Department of Breast Surgery, Obstetrics and Gynecology Hospital, Fudan University School of Medicine, Shanghai, China.
Center for Immune-Related Diseases at Shanghai Institute of Immunology, Department of Respiratory and Critical Care Medicine of Ruijin Hospital, Shanghai Jiao Tong University School of Medicine, Shanghai, China.
Front Immunol. 2022 Oct 13;13:982986. doi: 10.3389/fimmu.2022.982986. eCollection 2022.
FOXP3+ regulatory T (Treg) cells play critical roles in establishing the immunosuppressive tumour microenvironment, which is achieved and dynamically maintained with the contribution of various stromal and immune cell subsets. However, the dynamics of non-lymphoid FOXP3+ Treg cells and the mutual regulation of Treg cells and other cell types in solid tumour microenvironment remains largely unclear. In this review, we summarize the latest findings on the dynamic connections and reciprocal regulations of non-lymphoid Treg cell subsets in accordance with well-established and new emerging hallmarks of cancer, especially on the immune escape of tumour cells in solid tumours. Our comprehension of the interplay between FOXP3+ Treg cells and key hallmarks of cancer may provide new insights into the development of next-generation engineered T cell-based immune treatments for solid tumours.

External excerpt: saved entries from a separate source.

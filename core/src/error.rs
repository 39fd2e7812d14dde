use reqwest::StatusCode;
use thiserror::Error;

pub type Result<T> = std::result::Result<T, ManusErr>;

#[derive(Error, Debug)]
pub enum ManusErr {
    /// The provider answered with a non-success status.
    #[error("provider returned {status}: {body}")]
    Provider { status: StatusCode, body: String },

    /// Structured output did not match the requested schema.
    #[error("structured output does not match schema: {0}")]
    SchemaViolation(String),

    /// The provider stream ended unexpectedly or carried a malformed chunk.
    #[error("stream error: {0}")]
    Stream(String),

    #[error("tool `{tool}` failed: {message}")]
    Tool { tool: String, message: String },

    #[error("model requested unknown tool `{0}`")]
    UnknownTool(String),

    #[error("agent `{agent}` did not produce a final answer within {limit} iterations")]
    MaxIterations { agent: String, limit: usize },

    #[error("configuration error: {0}")]
    Config(String),

    #[error(transparent)]
    Http(#[from] reqwest::Error),

    #[error(transparent)]
    Json(#[from] serde_json::Error),

    #[error(transparent)]
    Io(#[from] std::io::Error),
}
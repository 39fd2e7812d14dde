use clap::Parser;
use manus_cli::Cli;

#[tokio::main]
async fn main() -> anyhow::Result<()> {
    let cli = Cli::parse();
    manus_cli::init_tracing(cli.debug);

    if !manus_cli::run(cli).await? {
        std::process::exit(1);
    }
    Ok(())
}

FOXP3+ 调节性 T(Treg)细胞在建立免疫抑制性肿瘤微环境中发挥着关键作用,这一过程是通过各种基质和免疫细胞亚群的贡献来实现和动态维持的。然而,非淋巴源性 FOXP3+Treg 细胞的动态以及 Treg 细胞与实体瘤微环境中其他细胞类型的相互调节在很大程度上仍不清楚。在这篇综述中,我们总结了非淋巴源性 Treg 细胞亚群的动态联系和相互调节的最新发现,这些发现与癌症的既定和新出现的特征有关,特别是与实体瘤中肿瘤细胞的免疫逃逸有关。我们对 FOXP3+Treg 细胞与癌症关键特征之间相互作用的理解,可能为开发新一代基于工程 T 细胞的实体瘤免疫治疗提供新的思路。